WHAT TO DO: Where a line of the data holds the word "FrameView", copy that line.

DATASET:

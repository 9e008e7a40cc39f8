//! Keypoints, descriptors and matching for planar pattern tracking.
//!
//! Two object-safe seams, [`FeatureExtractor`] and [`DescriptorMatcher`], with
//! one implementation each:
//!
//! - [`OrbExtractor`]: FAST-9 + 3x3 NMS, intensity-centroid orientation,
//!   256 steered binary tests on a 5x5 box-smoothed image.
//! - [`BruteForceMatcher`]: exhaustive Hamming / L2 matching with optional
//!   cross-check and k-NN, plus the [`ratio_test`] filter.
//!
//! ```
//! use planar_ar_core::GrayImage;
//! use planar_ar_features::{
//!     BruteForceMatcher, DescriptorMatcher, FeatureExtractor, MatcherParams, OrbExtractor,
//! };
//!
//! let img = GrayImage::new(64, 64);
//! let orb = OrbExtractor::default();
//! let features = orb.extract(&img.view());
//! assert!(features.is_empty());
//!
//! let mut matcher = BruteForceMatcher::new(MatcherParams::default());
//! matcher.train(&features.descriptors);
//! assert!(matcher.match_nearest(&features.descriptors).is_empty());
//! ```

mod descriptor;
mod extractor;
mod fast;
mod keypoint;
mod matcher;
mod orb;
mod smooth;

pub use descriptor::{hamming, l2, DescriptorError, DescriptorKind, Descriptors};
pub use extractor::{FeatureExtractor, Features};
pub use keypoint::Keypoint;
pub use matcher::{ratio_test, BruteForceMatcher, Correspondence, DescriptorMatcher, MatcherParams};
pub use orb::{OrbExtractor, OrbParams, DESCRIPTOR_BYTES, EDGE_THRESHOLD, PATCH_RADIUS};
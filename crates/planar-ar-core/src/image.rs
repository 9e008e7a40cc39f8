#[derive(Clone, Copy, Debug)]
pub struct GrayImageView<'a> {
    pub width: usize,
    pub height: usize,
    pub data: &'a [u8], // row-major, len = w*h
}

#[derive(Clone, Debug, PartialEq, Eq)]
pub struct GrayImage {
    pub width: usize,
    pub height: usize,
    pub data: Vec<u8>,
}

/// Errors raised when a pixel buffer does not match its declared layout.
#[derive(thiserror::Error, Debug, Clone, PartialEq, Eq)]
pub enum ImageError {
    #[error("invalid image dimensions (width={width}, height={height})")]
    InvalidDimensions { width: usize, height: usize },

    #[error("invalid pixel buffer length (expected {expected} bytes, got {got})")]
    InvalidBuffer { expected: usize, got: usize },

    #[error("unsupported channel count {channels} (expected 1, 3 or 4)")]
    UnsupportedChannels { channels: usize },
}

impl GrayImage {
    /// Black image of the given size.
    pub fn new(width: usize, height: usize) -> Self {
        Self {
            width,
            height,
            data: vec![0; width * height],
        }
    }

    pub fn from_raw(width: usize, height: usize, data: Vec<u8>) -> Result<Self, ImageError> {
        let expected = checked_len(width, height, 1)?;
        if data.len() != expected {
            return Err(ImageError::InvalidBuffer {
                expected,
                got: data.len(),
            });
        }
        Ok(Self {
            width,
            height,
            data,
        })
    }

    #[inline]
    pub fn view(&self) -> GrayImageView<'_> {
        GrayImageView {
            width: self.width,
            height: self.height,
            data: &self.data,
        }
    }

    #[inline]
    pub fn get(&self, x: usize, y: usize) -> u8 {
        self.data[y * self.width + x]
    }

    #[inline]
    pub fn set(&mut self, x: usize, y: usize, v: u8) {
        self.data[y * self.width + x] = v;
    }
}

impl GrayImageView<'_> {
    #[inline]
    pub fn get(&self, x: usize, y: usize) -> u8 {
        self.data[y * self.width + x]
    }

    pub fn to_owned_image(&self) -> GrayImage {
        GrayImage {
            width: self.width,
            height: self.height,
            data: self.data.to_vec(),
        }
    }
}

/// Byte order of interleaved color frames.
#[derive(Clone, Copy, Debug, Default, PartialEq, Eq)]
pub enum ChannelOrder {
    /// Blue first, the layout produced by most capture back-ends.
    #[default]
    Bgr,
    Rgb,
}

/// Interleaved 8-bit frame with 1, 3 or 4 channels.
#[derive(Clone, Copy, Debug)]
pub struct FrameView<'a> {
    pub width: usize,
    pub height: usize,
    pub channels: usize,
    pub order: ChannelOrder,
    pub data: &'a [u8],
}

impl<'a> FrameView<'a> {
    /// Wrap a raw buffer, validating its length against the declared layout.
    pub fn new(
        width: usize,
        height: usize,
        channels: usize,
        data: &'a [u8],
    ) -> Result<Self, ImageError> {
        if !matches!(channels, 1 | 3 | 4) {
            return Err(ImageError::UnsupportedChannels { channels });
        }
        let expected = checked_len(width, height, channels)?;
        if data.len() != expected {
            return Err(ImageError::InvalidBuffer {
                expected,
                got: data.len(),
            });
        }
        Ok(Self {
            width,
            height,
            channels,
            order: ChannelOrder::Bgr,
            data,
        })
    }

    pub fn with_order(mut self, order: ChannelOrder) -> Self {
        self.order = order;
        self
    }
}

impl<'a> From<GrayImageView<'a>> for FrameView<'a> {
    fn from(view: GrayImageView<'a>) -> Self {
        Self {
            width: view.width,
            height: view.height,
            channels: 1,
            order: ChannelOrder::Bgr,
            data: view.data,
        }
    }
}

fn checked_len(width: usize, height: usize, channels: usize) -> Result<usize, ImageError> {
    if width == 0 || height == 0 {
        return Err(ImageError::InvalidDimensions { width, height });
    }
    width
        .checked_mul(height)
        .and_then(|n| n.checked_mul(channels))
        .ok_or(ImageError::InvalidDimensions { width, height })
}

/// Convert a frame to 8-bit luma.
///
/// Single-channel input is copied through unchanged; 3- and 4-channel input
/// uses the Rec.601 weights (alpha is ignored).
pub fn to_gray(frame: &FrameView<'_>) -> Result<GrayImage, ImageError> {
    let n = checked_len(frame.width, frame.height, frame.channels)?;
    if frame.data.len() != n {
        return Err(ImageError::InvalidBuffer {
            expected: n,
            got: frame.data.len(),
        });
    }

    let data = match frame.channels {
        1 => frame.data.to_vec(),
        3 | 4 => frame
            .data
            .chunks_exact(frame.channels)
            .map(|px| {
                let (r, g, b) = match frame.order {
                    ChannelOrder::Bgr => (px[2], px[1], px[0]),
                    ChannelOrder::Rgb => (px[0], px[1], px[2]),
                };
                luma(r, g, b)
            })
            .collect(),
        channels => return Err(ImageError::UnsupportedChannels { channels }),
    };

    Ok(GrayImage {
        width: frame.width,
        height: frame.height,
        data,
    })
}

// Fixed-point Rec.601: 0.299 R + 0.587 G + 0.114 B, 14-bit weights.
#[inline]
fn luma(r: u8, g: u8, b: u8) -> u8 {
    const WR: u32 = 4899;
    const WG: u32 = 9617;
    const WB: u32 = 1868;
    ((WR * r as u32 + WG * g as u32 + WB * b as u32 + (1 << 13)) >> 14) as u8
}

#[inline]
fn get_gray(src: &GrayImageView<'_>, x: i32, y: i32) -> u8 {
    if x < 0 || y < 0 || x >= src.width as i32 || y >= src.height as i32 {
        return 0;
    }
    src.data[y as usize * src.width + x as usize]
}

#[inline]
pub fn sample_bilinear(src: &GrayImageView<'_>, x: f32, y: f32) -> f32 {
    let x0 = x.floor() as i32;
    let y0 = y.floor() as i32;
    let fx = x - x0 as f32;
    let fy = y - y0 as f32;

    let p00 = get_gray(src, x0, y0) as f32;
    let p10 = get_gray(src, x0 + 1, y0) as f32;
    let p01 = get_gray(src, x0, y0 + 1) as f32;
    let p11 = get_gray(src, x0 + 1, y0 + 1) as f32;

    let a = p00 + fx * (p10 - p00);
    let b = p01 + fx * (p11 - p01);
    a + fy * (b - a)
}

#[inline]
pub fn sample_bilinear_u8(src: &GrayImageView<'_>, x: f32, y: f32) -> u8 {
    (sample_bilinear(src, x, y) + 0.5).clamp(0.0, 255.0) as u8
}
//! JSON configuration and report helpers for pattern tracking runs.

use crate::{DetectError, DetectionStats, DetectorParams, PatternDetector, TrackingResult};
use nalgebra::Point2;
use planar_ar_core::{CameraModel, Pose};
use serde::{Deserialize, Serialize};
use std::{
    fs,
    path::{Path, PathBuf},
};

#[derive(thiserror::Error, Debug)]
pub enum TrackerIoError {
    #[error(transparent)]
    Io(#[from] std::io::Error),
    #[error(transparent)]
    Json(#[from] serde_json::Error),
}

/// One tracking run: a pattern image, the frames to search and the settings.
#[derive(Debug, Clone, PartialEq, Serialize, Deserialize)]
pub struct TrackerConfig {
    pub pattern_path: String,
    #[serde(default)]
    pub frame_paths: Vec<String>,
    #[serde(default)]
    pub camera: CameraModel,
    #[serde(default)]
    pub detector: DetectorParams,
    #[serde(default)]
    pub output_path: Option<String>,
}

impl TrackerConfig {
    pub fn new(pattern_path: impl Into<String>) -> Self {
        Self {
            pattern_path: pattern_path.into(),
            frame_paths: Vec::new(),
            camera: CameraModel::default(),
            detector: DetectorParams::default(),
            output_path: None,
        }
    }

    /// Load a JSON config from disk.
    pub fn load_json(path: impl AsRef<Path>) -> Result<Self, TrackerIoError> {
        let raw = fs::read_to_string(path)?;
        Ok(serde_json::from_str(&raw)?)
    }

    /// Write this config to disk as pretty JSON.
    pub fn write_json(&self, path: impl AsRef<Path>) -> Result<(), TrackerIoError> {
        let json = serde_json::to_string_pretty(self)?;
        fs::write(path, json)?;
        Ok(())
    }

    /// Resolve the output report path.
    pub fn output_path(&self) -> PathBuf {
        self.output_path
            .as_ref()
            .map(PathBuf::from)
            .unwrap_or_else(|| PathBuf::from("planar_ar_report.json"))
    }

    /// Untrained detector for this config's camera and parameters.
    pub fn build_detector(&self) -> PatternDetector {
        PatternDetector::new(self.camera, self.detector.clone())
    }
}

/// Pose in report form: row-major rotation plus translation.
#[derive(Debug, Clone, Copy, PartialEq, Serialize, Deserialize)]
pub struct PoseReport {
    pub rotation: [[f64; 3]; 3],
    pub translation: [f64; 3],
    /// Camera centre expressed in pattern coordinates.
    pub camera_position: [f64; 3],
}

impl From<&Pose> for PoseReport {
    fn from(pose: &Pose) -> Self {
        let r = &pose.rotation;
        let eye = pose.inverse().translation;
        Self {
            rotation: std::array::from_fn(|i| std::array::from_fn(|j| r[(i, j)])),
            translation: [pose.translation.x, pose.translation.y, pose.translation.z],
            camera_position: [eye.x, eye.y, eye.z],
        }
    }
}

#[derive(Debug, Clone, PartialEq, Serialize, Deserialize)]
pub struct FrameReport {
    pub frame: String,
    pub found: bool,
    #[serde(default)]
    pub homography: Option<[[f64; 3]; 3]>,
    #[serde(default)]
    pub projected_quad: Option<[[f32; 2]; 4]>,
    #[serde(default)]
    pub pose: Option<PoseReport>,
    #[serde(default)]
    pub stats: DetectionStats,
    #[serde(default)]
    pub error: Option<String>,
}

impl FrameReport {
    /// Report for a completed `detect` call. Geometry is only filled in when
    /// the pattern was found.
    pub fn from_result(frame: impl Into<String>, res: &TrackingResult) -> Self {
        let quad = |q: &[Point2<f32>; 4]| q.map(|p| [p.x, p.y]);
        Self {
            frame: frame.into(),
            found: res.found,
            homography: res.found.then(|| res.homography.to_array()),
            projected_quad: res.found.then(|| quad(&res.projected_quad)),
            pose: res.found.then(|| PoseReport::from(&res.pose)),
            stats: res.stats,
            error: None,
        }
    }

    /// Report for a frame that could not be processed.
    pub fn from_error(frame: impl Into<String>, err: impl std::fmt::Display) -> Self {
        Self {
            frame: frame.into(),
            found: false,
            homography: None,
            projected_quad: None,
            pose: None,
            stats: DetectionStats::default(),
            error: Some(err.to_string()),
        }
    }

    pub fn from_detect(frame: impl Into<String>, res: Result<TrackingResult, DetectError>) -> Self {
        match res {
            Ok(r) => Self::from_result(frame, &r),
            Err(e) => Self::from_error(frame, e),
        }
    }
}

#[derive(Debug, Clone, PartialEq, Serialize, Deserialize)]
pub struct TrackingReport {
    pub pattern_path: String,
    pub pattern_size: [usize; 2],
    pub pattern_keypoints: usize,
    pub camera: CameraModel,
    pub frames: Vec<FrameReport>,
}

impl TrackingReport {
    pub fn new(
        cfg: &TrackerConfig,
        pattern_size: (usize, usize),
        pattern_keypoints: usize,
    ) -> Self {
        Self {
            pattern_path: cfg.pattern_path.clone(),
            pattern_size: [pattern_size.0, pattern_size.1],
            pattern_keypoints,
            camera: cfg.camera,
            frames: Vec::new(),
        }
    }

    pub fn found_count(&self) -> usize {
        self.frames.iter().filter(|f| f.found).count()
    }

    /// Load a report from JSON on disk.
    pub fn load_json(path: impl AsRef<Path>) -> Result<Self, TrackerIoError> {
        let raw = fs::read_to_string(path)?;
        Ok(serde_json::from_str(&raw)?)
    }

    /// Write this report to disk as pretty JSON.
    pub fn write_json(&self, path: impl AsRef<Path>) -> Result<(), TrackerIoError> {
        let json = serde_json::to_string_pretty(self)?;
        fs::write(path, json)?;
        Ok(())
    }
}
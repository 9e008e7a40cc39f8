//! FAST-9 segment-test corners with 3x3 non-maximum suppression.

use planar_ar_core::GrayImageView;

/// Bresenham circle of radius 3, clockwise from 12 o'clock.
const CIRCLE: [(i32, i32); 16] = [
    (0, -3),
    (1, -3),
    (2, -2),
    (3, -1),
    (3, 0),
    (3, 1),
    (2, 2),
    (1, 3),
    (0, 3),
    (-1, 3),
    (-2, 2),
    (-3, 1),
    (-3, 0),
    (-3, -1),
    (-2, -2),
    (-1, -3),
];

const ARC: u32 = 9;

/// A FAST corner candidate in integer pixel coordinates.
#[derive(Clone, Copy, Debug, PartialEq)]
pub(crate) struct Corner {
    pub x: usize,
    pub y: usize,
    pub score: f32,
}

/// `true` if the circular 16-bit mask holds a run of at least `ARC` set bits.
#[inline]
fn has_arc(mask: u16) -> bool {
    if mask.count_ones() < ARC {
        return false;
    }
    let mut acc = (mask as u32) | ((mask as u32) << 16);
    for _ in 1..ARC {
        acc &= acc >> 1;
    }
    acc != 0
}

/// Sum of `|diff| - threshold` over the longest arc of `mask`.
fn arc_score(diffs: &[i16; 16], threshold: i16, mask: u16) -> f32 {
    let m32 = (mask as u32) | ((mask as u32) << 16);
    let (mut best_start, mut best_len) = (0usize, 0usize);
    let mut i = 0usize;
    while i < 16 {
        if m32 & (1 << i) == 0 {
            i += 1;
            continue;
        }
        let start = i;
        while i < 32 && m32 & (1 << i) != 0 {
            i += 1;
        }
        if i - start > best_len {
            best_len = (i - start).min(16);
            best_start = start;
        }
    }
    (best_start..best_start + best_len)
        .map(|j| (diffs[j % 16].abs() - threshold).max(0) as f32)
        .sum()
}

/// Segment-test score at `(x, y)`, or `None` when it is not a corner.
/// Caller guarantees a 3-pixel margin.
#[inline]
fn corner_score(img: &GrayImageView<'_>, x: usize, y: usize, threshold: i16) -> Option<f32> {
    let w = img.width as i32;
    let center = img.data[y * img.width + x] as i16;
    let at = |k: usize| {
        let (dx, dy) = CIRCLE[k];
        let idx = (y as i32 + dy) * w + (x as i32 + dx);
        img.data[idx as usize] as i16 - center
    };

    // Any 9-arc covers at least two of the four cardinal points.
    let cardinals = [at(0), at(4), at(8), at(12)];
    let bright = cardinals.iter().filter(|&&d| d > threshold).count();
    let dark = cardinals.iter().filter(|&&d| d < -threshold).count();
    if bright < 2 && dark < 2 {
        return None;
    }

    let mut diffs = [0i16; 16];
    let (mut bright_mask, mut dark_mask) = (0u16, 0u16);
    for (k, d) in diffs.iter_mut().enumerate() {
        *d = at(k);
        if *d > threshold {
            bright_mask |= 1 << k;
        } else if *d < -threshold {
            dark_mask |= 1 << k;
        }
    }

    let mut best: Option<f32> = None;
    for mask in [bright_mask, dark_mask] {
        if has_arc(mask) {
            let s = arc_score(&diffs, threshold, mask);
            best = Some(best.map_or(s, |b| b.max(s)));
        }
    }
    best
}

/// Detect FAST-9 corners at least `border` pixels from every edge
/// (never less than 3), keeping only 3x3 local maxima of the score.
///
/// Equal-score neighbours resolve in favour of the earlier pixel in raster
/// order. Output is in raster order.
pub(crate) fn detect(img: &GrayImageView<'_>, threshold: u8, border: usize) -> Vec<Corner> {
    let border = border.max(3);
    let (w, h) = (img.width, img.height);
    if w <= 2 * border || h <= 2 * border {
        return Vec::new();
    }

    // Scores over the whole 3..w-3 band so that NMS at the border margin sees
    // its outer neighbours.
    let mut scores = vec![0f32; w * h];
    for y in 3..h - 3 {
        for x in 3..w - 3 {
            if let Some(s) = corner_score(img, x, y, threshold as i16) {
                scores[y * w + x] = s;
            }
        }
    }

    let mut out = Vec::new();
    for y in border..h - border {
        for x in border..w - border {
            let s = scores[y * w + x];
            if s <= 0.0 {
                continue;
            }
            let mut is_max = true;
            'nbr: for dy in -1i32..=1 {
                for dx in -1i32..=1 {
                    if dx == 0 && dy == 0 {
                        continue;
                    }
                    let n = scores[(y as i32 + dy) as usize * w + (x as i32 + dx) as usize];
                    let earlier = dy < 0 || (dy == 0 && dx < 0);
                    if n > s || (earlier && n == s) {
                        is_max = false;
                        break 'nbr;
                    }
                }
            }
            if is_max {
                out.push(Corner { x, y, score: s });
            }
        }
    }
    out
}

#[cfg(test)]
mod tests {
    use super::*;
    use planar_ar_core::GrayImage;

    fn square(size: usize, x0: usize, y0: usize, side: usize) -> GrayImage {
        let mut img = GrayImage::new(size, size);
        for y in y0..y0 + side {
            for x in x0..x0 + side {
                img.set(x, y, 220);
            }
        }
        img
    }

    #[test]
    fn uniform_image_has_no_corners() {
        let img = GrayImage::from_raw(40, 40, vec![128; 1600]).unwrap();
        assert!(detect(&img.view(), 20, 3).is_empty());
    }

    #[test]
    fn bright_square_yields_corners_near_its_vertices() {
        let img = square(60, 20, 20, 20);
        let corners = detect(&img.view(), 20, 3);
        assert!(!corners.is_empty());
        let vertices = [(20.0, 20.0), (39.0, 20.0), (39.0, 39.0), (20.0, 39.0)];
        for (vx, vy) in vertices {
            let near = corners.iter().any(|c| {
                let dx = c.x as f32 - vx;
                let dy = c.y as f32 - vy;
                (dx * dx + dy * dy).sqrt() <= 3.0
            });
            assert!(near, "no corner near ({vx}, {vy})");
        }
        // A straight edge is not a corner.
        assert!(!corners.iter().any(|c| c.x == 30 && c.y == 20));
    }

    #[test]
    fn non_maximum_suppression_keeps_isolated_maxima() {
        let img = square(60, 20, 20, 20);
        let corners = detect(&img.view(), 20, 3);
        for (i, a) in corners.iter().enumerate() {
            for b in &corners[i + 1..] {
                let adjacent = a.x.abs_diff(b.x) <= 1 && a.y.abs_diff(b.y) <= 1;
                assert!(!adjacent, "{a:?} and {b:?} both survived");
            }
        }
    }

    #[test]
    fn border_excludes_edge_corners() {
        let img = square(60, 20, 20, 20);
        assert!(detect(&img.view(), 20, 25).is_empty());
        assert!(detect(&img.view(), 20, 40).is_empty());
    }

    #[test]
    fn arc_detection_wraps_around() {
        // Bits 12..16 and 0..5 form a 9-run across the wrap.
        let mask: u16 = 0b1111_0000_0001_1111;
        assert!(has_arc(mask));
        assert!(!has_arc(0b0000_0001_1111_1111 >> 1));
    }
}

TASK SOLUTION:
pub struct FrameView<'a> {
impl<'a> FrameView<'a> {
impl<'a> From<GrayImageView<'a>> for FrameView<'a> {
pub fn to_gray(frame: &FrameView<'_>) -> Result<GrayImage, ImageError> {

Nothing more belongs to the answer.